(Beginning of DATA FOR THIS TASK)

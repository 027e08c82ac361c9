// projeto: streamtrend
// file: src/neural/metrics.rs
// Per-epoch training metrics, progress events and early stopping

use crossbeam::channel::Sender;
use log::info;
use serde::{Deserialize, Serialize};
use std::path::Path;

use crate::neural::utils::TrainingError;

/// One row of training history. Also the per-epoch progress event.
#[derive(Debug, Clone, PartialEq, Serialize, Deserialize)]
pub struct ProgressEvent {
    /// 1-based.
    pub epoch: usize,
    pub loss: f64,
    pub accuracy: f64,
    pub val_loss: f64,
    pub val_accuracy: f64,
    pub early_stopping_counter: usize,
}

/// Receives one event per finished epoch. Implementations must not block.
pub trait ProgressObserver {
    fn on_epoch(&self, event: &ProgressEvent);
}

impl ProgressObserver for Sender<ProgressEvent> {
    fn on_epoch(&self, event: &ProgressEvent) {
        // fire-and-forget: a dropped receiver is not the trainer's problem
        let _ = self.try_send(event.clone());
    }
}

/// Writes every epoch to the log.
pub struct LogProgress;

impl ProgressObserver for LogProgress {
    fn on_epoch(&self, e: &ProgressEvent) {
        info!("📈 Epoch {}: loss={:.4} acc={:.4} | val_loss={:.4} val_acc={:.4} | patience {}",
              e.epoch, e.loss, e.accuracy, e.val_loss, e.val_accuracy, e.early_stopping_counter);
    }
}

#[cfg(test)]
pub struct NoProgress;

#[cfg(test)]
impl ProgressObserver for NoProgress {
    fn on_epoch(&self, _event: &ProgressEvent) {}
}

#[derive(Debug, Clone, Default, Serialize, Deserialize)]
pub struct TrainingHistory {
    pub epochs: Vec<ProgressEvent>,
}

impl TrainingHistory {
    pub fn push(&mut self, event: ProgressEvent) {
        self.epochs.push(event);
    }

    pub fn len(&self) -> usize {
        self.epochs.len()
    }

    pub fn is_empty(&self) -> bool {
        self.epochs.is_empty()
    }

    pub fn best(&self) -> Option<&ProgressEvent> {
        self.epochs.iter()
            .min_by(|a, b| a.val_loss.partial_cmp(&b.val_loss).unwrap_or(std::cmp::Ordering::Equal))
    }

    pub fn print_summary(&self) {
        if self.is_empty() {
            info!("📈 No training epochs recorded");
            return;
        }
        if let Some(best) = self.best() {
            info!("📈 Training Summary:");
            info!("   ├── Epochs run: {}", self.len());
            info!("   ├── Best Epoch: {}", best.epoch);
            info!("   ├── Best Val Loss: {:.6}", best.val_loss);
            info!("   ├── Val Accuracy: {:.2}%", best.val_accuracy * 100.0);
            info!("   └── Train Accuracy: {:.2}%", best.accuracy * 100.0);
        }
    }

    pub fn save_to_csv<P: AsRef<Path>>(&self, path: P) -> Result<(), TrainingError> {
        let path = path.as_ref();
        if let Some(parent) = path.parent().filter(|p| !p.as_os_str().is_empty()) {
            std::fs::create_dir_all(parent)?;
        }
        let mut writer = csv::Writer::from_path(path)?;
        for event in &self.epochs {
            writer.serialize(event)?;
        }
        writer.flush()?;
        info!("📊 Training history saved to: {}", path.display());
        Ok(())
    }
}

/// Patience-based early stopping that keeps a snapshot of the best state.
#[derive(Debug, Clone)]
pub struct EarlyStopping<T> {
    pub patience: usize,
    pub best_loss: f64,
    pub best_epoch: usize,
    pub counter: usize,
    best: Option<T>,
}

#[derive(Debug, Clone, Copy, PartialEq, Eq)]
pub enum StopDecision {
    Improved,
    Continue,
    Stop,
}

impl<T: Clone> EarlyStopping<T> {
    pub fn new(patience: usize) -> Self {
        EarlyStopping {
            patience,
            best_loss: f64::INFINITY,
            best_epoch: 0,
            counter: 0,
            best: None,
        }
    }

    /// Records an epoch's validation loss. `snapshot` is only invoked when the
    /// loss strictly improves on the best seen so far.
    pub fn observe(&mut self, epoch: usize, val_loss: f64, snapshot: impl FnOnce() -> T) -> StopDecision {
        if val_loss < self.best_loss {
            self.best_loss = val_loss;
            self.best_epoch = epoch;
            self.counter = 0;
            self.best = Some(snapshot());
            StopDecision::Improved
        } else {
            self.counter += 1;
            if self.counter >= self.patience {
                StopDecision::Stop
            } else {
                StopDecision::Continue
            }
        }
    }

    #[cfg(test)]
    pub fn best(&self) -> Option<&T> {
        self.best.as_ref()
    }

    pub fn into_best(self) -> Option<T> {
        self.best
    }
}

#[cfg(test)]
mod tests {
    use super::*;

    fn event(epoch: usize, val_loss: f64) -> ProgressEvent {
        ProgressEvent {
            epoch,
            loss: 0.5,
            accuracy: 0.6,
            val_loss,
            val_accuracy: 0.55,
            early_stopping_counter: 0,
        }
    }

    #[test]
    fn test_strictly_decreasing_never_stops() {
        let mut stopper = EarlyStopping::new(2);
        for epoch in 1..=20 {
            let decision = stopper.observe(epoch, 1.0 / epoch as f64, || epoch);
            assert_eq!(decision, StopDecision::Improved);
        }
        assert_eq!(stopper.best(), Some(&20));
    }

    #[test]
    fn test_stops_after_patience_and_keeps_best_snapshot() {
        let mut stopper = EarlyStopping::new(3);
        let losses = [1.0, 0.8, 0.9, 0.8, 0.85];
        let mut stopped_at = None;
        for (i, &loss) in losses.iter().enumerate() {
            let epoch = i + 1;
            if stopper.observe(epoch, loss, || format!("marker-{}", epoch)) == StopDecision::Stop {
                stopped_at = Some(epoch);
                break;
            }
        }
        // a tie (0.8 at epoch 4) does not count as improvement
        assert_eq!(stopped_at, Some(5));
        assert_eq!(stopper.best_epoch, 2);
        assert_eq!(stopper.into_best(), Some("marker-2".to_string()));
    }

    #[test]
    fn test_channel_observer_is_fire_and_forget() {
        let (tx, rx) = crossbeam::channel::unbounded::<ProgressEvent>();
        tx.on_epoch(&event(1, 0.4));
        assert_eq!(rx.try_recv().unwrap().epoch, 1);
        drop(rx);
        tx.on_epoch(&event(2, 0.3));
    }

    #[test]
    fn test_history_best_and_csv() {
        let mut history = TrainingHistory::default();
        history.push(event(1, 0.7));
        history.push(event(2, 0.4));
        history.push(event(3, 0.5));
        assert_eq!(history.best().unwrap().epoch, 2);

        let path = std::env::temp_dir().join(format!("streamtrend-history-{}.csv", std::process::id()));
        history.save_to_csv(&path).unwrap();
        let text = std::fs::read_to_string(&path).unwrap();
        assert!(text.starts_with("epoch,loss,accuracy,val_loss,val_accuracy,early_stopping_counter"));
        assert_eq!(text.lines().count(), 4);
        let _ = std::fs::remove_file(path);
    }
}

(End of DATA FOR THIS TASK)

*ACTIVITY*: Return the data exactly. Include every record.

*RESPONSE TO THE TASK*:
repository 027e08c82ac361c9
// projeto: streamtrend
// file: src/neural/metrics.rs
// Per-epoch training metrics, progress events and early stopping

use crossbeam::channel::Sender;
use log::info;
use serde::{Deserialize, Serialize};
use std::path::Path;

use crate::neural::utils::TrainingError;

/// One row of training history. Also the per-epoch progress event.
#[derive(Debug, Clone, PartialEq, Serialize, Deserialize)]
pub struct ProgressEvent {
    /// 1-based.
    pub epoch: usize,
    pub loss: f64,
    pub accuracy: f64,
    pub val_loss: f64,
    pub val_accuracy: f64,
    pub early_stopping_counter: usize,
}

/// Receives one event per finished epoch. Implementations must not block.
pub trait ProgressObserver {
    fn on_epoch(&self, event: &ProgressEvent);
}

impl ProgressObserver for Sender<ProgressEvent> {
    fn on_epoch(&self, event: &ProgressEvent) {
        // fire-and-forget: a dropped receiver is not the trainer's problem
        let _ = self.try_send(event.clone());
    }
}

/// Writes every epoch to the log.
pub struct LogProgress;

impl ProgressObserver for LogProgress {
    fn on_epoch(&self, e: &ProgressEvent) {
        info!("📈 Epoch {}: loss={:.4} acc={:.4} | val_loss={:.4} val_acc={:.4} | patience {}",
              e.epoch, e.loss, e.accuracy, e.val_loss, e.val_accuracy, e.early_stopping_counter);
    }
}

#[cfg(test)]
pub struct NoProgress;

#[cfg(test)]
impl ProgressObserver for NoProgress {
    fn on_epoch(&self, _event: &ProgressEvent) {}
}

#[derive(Debug, Clone, Default, Serialize, Deserialize)]
pub struct TrainingHistory {
    pub epochs: Vec<ProgressEvent>,
}

impl TrainingHistory {
    pub fn push(&mut self, event: ProgressEvent) {
        self.epochs.push(event);
    }

    pub fn len(&self) -> usize {
        self.epochs.len()
    }

    pub fn is_empty(&self) -> bool {
        self.epochs.is_empty()
    }

    pub fn best(&self) -> Option<&ProgressEvent> {
        self.epochs.iter()
            .min_by(|a, b| a.val_loss.partial_cmp(&b.val_loss).unwrap_or(std::cmp::Ordering::Equal))
    }

    pub fn print_summary(&self) {
        if self.is_empty() {
            info!("📈 No training epochs recorded");
            return;
        }
        if let Some(best) = self.best() {
            info!("📈 Training Summary:");
            info!("   ├── Epochs run: {}", self.len());
            info!("   ├── Best Epoch: {}", best.epoch);
            info!("   ├── Best Val Loss: {:.6}", best.val_loss);
            info!("   ├── Val Accuracy: {:.2}%", best.val_accuracy * 100.0);
            info!("   └── Train Accuracy: {:.2}%", best.accuracy * 100.0);
        }
    }

    pub fn save_to_csv<P: AsRef<Path>>(&self, path: P) -> Result<(), TrainingError> {
        let path = path.as_ref();
        if let Some(parent) = path.parent().filter(|p| !p.as_os_str().is_empty()) {
            std::fs::create_dir_all(parent)?;
        }
        let mut writer = csv::Writer::from_path(path)?;
        for event in &self.epochs {
            writer.serialize(event)?;
        }
        writer.flush()?;
        info!("📊 Training history saved to: {}", path.display());
        Ok(())
    }
}

/// Patience-based early stopping that keeps a snapshot of the best state.
#[derive(Debug, Clone)]
pub struct EarlyStopping<T> {
    pub patience: usize,
    pub best_loss: f64,
    pub best_epoch: usize,
    pub counter: usize,
    best: Option<T>,
}

#[derive(Debug, Clone, Copy, PartialEq, Eq)]
pub enum StopDecision {
    Improved,
    Continue,
    Stop,
}

impl<T: Clone> EarlyStopping<T> {
    pub fn new(patience: usize) -> Self {
        EarlyStopping {
            patience,
            best_loss: f64::INFINITY,
            best_epoch: 0,
            counter: 0,
            best: None,
        }
    }

    /// Records an epoch's validation loss. `snapshot` is only invoked when the
    /// loss strictly improves on the best seen so far.
    pub fn observe(&mut self, epoch: usize, val_loss: f64, snapshot: impl FnOnce() -> T) -> StopDecision {
        if val_loss < self.best_loss {
            self.best_loss = val_loss;
            self.best_epoch = epoch;
            self.counter = 0;
            self.best = Some(snapshot());
            StopDecision::Improved
        } else {
            self.counter += 1;
            if self.counter >= self.patience {
                StopDecision::Stop
            } else {
                StopDecision::Continue
            }
        }
    }

    #[cfg(test)]
    pub fn best(&self) -> Option<&T> {
        self.best.as_ref()
    }

    pub fn into_best(self) -> Option<T> {
        self.best
    }
}

#[cfg(test)]
mod tests {
    use super::*;

    fn event(epoch: usize, val_loss: f64) -> ProgressEvent {
        ProgressEvent {
            epoch,
            loss: 0.5,
            accuracy: 0.6,
            val_loss,
            val_accuracy: 0.55,
            early_stopping_counter: 0,
        }
    }

    #[test]
    fn test_strictly_decreasing_never_stops() {
        let mut stopper = EarlyStopping::new(2);
        for epoch in 1..=20 {
            let decision = stopper.observe(epoch, 1.0 / epoch as f64, || epoch);
            assert_eq!(decision, StopDecision::Improved);
        }
        assert_eq!(stopper.best(), Some(&20));
    }

    #[test]
    fn test_stops_after_patience_and_keeps_best_snapshot() {
        let mut stopper = EarlyStopping::new(3);
        let losses = [1.0, 0.8, 0.9, 0.8, 0.85];
        let mut stopped_at = None;
        for (i, &loss) in losses.iter().enumerate() {
            let epoch = i + 1;
            if stopper.observe(epoch, loss, || format!("marker-{}", epoch)) == StopDecision::Stop {
                stopped_at = Some(epoch);
                break;
            }
        }
        // a tie (0.8 at epoch 4) does not count as improvement
        assert_eq!(stopped_at, Some(5));
        assert_eq!(stopper.best_epoch, 2);
        assert_eq!(stopper.into_best(), Some("marker-2".to_string()));
    }

    #[test]
    fn test_channel_observer_is_fire_and_forget() {
        let (tx, rx) = crossbeam::channel::unbounded::<ProgressEvent>();
        tx.on_epoch(&event(1, 0.4));
        assert_eq!(rx.try_recv().unwrap().epoch, 1);
        drop(rx);
        tx.on_epoch(&event(2, 0.3));
    }

    #[test]
    fn test_history_best_and_csv() {
        let mut history = TrainingHistory::default();
        history.push(event(1, 0.7));
        history.push(event(2, 0.4));
        history.push(event(3, 0.5));
        assert_eq!(history.best().unwrap().epoch, 2);

        let path = std::env::temp_dir().join(format!("streamtrend-history-{}.csv", std::process::id()));
        history.save_to_csv(&path).unwrap();
        let text = std::fs::read_to_string(&path).unwrap();
        assert!(text.starts_with("epoch,loss,accuracy,val_loss,val_accuracy,early_stopping_counter"));
        assert_eq!(text.lines().count(), 4);
        let _ = std::fs::remove_file(path);
    }
}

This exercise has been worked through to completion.